El dólar estadounidense abrió la jornada de este miércoles 18 de febrero de 2026 con un valor promedio de 862,83 pesos chilenos, lo que representa un descenso del 0,3% respecto a los 865,42 pesos registrados en la sesión anterior, según cifras de Dow Jones.
En los últimos siete días, la divisa estadounidense acumuló una subida del 0,5% frente al peso chileno. Sin embargo, en el balance anual, el dólar aún mantiene una caída significativa del 9,27%, reflejando una depreciación sostenida frente a la moneda local durante el último año.
El comportamiento de la cotización pone fin a dos sesiones consecutivas de avances, señalando la dificultad para consolidar una tendencia clara en el corto plazo. La volatilidad semanal se situó notoriamente por debajo del promedio anual, lo que indica una etapa de menor fluctuación en el mercado cambiario chileno.
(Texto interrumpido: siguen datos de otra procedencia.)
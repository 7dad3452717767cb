//! The application context: every controller, built once.

use crate::cache::QueryCache;
use crate::controller::QueryController;
use crate::current::{CurrentInstallationController, CurrentUserController};
use crate::datastore::{LocalDatastore, DEFAULT_PIN};
use crate::default_acl::DefaultAclController;
use crate::eventually::{EventuallyQueue, FlushSummary};
use crate::store::OfflineStore;
use mooring_core::{
    AccessContext, CommandExecutor, LocalIdManager, MooringConfig, MooringError, MooringResult,
    ObjectRegistry, QueryState, SyncObject,
};
use mooring_storage::{ByteStore, FileStore, InMemoryStore};
use std::sync::Arc;
use tokio_util::sync::CancellationToken;

/// Everything an application needs, wired to one byte store and one
/// backend.
///
/// # Example
///
/// ```rust,ignore
/// use mooring_offline::MooringContext;
/// use mooring_core::{MooringConfig, QueryState};
///
/// let config = MooringConfig::new()
///     .storage_root("app-data")
///     .local_datastore_enabled(true);
/// let context = MooringContext::open(config, executor)?;
///
/// let query = QueryState::builder("GameScore").from_local_datastore().build();
/// let scores = context.find(&query, &cancel).await?;
/// ```
pub struct MooringContext {
    config: MooringConfig,
    bytes: Arc<dyn ByteStore>,
    registry: Arc<ObjectRegistry>,
    local_ids: Arc<LocalIdManager>,
    store: Arc<OfflineStore>,
    eventually: EventuallyQueue,
    queries: QueryController,
    current_user: CurrentUserController,
    current_installation: CurrentInstallationController,
    default_acl: DefaultAclController,
}

impl std::fmt::Debug for MooringContext {
    fn fmt(&self, f: &mut std::fmt::Formatter<'_>) -> std::fmt::Result {
        f.debug_struct("MooringContext")
            .field("config", &self.config)
            .finish_non_exhaustive()
    }
}

impl MooringContext {
    /// Opens the context. State lives under `config.storage_root`, or in
    /// memory when no root is set.
    ///
    /// # Errors
    ///
    /// Returns an error if the storage root cannot be opened or persisted
    /// state cannot be loaded.
    pub fn open(config: MooringConfig, executor: Arc<dyn CommandExecutor>) -> MooringResult<Self> {
        let bytes: Arc<dyn ByteStore> = match &config.storage_root {
            Some(root) => Arc::new(FileStore::open(root)?),
            None => Arc::new(InMemoryStore::new()),
        };
        Self::with_store(config, bytes, executor)
    }

    /// Opens the context over an existing byte store.
    ///
    /// # Errors
    ///
    /// Returns an error if persisted state cannot be loaded.
    pub fn with_store(
        config: MooringConfig,
        bytes: Arc<dyn ByteStore>,
        executor: Arc<dyn CommandExecutor>,
    ) -> MooringResult<Self> {
        let registry = Arc::new(ObjectRegistry::new());
        let local_ids = Arc::new(LocalIdManager::new(Arc::clone(&bytes)));
        let datastore = LocalDatastore::open(
            Arc::clone(&bytes),
            Arc::clone(&registry),
            Arc::clone(&local_ids),
        )?;
        let store = Arc::new(OfflineStore::new(Arc::new(datastore)));
        let eventually = EventuallyQueue::open(
            Arc::clone(&bytes),
            Arc::clone(&store),
            Arc::clone(&local_ids),
            Arc::clone(&executor),
        )?;
        let queries = QueryController::new(
            Arc::clone(&executor),
            Arc::clone(&store),
            QueryCache::new(Arc::clone(&bytes)),
            config.query_cache_max_age,
        );
        let current_user = CurrentUserController::new(
            Arc::clone(&bytes),
            Arc::clone(&registry),
            Arc::clone(&executor),
            &config,
        );
        let current_installation = CurrentInstallationController::new(
            Arc::clone(&bytes),
            Arc::clone(&registry),
            executor,
            &config,
        );
        tracing::debug!(
            persistent = config.storage_root.is_some(),
            local_datastore = config.local_datastore_enabled,
            "context opened"
        );
        Ok(Self {
            config,
            bytes,
            registry,
            local_ids,
            store,
            eventually,
            queries,
            current_user,
            current_installation,
            default_acl: DefaultAclController::new(),
        })
    }

    /// The configuration the context was opened with.
    pub fn config(&self) -> &MooringConfig {
        &self.config
    }

    /// The byte store holding persisted state.
    pub fn bytes(&self) -> &Arc<dyn ByteStore> {
        &self.bytes
    }

    /// Live objects by identity.
    pub fn registry(&self) -> &Arc<ObjectRegistry> {
        &self.registry
    }

    /// The local identity ledger.
    pub fn local_ids(&self) -> &Arc<LocalIdManager> {
        &self.local_ids
    }

    /// The local datastore.
    ///
    /// # Errors
    ///
    /// Returns [`MooringError::IllegalState`] when the local datastore is
    /// disabled.
    pub fn offline_store(&self) -> MooringResult<&Arc<OfflineStore>> {
        if self.config.local_datastore_enabled {
            Ok(&self.store)
        } else {
            Err(MooringError::illegal_state("Method requires Local Datastore."))
        }
    }

    /// The queue of offline saves and deletes.
    pub fn eventually(&self) -> &EventuallyQueue {
        &self.eventually
    }

    /// The query controller.
    pub fn queries(&self) -> &QueryController {
        &self.queries
    }

    /// The current user.
    pub fn current_user(&self) -> &CurrentUserController {
        &self.current_user
    }

    /// The current installation.
    pub fn current_installation(&self) -> &CurrentInstallationController {
        &self.current_installation
    }

    /// The default ACL for new objects.
    pub fn default_acl(&self) -> &DefaultAclController {
        &self.default_acl
    }

    async fn user(&self, cancel: &CancellationToken) -> MooringResult<Option<Arc<SyncObject>>> {
        self.current_user
            .get_async_auto_create(self.config.auto_create_anonymous_user, cancel)
            .await
    }

    /// Who local queries evaluate ACLs as: the current user, if any.
    ///
    /// # Errors
    ///
    /// As [`CurrentUserController::get_async`].
    pub async fn access_context(&self, cancel: &CancellationToken) -> MooringResult<AccessContext> {
        Ok(match self.user(cancel).await?.and_then(|user| user.key()) {
            Some(key) => AccessContext::for_user(key),
            None => AccessContext::anonymous(),
        })
    }

    /// Creates an object of `class_name` carrying the default ACL.
    ///
    /// # Errors
    ///
    /// Returns an error for an invalid class name or if the current user
    /// cannot be read.
    pub async fn create_object(
        &self,
        class_name: &str,
        cancel: &CancellationToken,
    ) -> MooringResult<Arc<SyncObject>> {
        let object = SyncObject::new(class_name)?;
        let user = self.user(cancel).await?;
        if let Some(acl) = self.default_acl.get(user.as_ref()) {
            object.set_acl(&acl)?;
        }
        Ok(object)
    }

    /// Objects matching `query`, as the current user.
    ///
    /// # Errors
    ///
    /// Returns [`MooringError::IllegalState`] for a local query with the
    /// local datastore disabled, otherwise as [`QueryController::find`].
    pub async fn find(
        &self,
        query: &QueryState,
        cancel: &CancellationToken,
    ) -> MooringResult<Vec<Arc<SyncObject>>> {
        self.require_local(query)?;
        let access = self.access_context(cancel).await?;
        let token = self.current_user.get_current_session_token(cancel).await?;
        self.queries.find(query, token.as_deref(), &access, cancel).await
    }

    /// Number of objects matching `query`.
    ///
    /// # Errors
    ///
    /// As [`MooringContext::find`].
    pub async fn count(
        &self,
        query: &QueryState,
        cancel: &CancellationToken,
    ) -> MooringResult<usize> {
        self.require_local(query)?;
        let access = self.access_context(cancel).await?;
        let token = self.current_user.get_current_session_token(cancel).await?;
        self.queries.count(query, token.as_deref(), &access, cancel).await
    }

    /// The first object matching `query`.
    ///
    /// # Errors
    ///
    /// As [`MooringContext::find`], or [`MooringError::NotFound`].
    pub async fn get_first(
        &self,
        query: &QueryState,
        cancel: &CancellationToken,
    ) -> MooringResult<Arc<SyncObject>> {
        self.require_local(query)?;
        let access = self.access_context(cancel).await?;
        let token = self.current_user.get_current_session_token(cancel).await?;
        self.queries.get_first(query, token.as_deref(), &access, cancel).await
    }

    fn require_local(&self, query: &QueryState) -> MooringResult<()> {
        if query.is_from_local_datastore() {
            self.offline_store()?;
        }
        Ok(())
    }

    /// Pins `objects` and everything they reach under `name`, or under the
    /// default pin.
    ///
    /// # Errors
    ///
    /// Returns [`MooringError::IllegalState`] with the local datastore
    /// disabled, or a persistence error.
    pub async fn pin_all(
        &self,
        name: Option<&str>,
        objects: &[Arc<SyncObject>],
        cancel: &CancellationToken,
    ) -> MooringResult<()> {
        self.offline_store()?
            .pin_objects(name.unwrap_or(DEFAULT_PIN), objects, cancel)
            .await
    }

    /// Removes `objects` from the pin `name`, or from the default pin.
    ///
    /// # Errors
    ///
    /// As [`MooringContext::pin_all`].
    pub async fn unpin_all(
        &self,
        name: Option<&str>,
        objects: &[Arc<SyncObject>],
        cancel: &CancellationToken,
    ) -> MooringResult<()> {
        self.offline_store()?
            .unpin_objects(name.unwrap_or(DEFAULT_PIN), objects, cancel)
            .await
    }

    async fn require_write_access(
        &self,
        object: &SyncObject,
        cancel: &CancellationToken,
    ) -> MooringResult<()> {
        if self.access_context(cancel).await?.can_write(object) {
            Ok(())
        } else {
            Err(MooringError::illegal_state(format!(
                "the current user has no write access to this {} object",
                object.class_name()
            )))
        }
    }

    /// Queues a save of `object` to run when the backend is reachable.
    ///
    /// # Errors
    ///
    /// Returns [`MooringError::IllegalState`] if the object's ACL denies the
    /// current user write access, otherwise as
    /// [`EventuallyQueue::save_eventually`].
    pub async fn save_eventually(
        &self,
        object: &Arc<SyncObject>,
        cancel: &CancellationToken,
    ) -> MooringResult<String> {
        self.require_write_access(object, cancel).await?;
        let token = self.current_user.get_current_session_token(cancel).await?;
        self.eventually.save_eventually(object, token.as_deref(), cancel).await
    }

    /// Queues a delete of `object` to run when the backend is reachable.
    ///
    /// # Errors
    ///
    /// As [`MooringContext::save_eventually`], with
    /// [`EventuallyQueue::delete_eventually`].
    pub async fn delete_eventually(
        &self,
        object: &Arc<SyncObject>,
        cancel: &CancellationToken,
    ) -> MooringResult<String> {
        self.require_write_access(object, cancel).await?;
        let token = self.current_user.get_current_session_token(cancel).await?;
        self.eventually.delete_eventually(object, token.as_deref(), cancel).await
    }

    /// Sends queued saves and deletes.
    ///
    /// # Errors
    ///
    /// As [`EventuallyQueue::flush`].
    pub async fn flush_eventually(
        &self,
        cancel: &CancellationToken,
    ) -> MooringResult<FlushSummary> {
        self.eventually.flush(cancel).await
    }

    /// Drops cached query results. Returns how many were removed.
    ///
    /// # Errors
    ///
    /// Returns an error if an entry cannot be deleted.
    pub fn clear_query_cache(&self) -> MooringResult<usize> {
        self.queries.cache().clear()
    }
}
Según la plataforma especializada XTB, la jornada transcurre sin referencias macroeconómicas locales que orienten el mercado. En este contexto, los factores externos han cobrado un papel predominante en la dinámica cambiaria.
Destaca el repunte del cobre, que avanza cerca de 0,6% y recupera parcialmente las pérdidas anteriores. Este movimiento del principal producto de exportación chileno contribuye a sostener el peso al mejorar los términos de intercambio y las expectativas sobre ingresos por exportaciones.
No obstante, el impacto positivo de éste sobre el peso chileno se ve moderado por la mayor disponibilidad de inventarios a nivel internacional y por la reducción de la liquidez en Asia, asociada a feriados regionales.
El panorama del dólar en Chile para 2026
La moneda chilena proyecta una apreciación moderada frente al dólar hacia 2026, con el tipo de cambio estimado en una banda de entre 820 y 880 pesos por dólar estadounidense, según proyecciones de consenso recabadas por Bloomberg y analistas internacionales. Dicha perspectiva se apoya en el giro político hacia la derecha, que impulsa la confianza empresarial y la inversión privada, dos factores clave para la estabilidad de la moneda local.
Sumado a ello, el valor internacional del cobre, principal exportación chilena, sigue teniendo un peso decisivo en la evolución del tipo de cambio. Bloomberg cita que “una recuperación sostenida de los precios del cobre podría acelerar la apreciación del peso chileno”, mientras que una caída abrupta en las cotizaciones internacionales representaría un riesgo al alza para el valor de la divisa norteamericana frente a la moneda local.
Partiendo del escenario base de 2025, analistas internacionales y bancos de inversión proyectan que el dólar podría cotizar cerca de los 840 pesos al cierre de 2026, siempre que se mantenga la estabilidad política y avance el programa de reformas. Si la entrada de capital extranjero supera las expectativas y el precio del cobre se mantiene alto, el tipo de cambio podría situarse entre 820 y 850 pesos por dólar.
En este contexto financiero, los analistas coinciden en que la volatilidad seguirá presente, aunque la trayectoria central apunta a una apreciación moderada del peso frente al dólar en comparación con los niveles observados en 2024 y 2025.
El recorrido del peso chileno
El peso chileno es la moneda de curso legal de Chile desde 1975, retoma el uso del signo de peso ($) y se encuentra regulado por el Banco Central de Chile, que controla la cantidad de dinero creado.
La moneda chilena se estableció en 1817 tras las independencia del país, pero fue hasta 1851 que se instauró el sistema decimal en el peso chileno, que ahora está constituido en 100 centavos. Conforme ha pasado el tiempo, la moneda ha ido cambiando, pero actualmente se contabiliza en pesos enteros.
A la fecha se pueden encontrar monedas de 5, 10, 50, 100 y 500 pesos, ésta última fue la primera moneda bimetálica producida en el país. En 2009 se intentó hacer monedas de 20 y 200 pesos, pero el proyecto fue repudiado por el Congreso. En tanto, en 2017 se aprobó que se dejaran de emitir las monedas de 1 y 5 pesos.
Asimismo, en octubre de 2018 el Banco Central Chileno anunció que iniciaría el retiro de circulación de las monedas de 100 pesos creadas entre 1981 y el 2000, ello a fin de disminuir su convivencia con las monedas actuales, aunque aún son vigentes.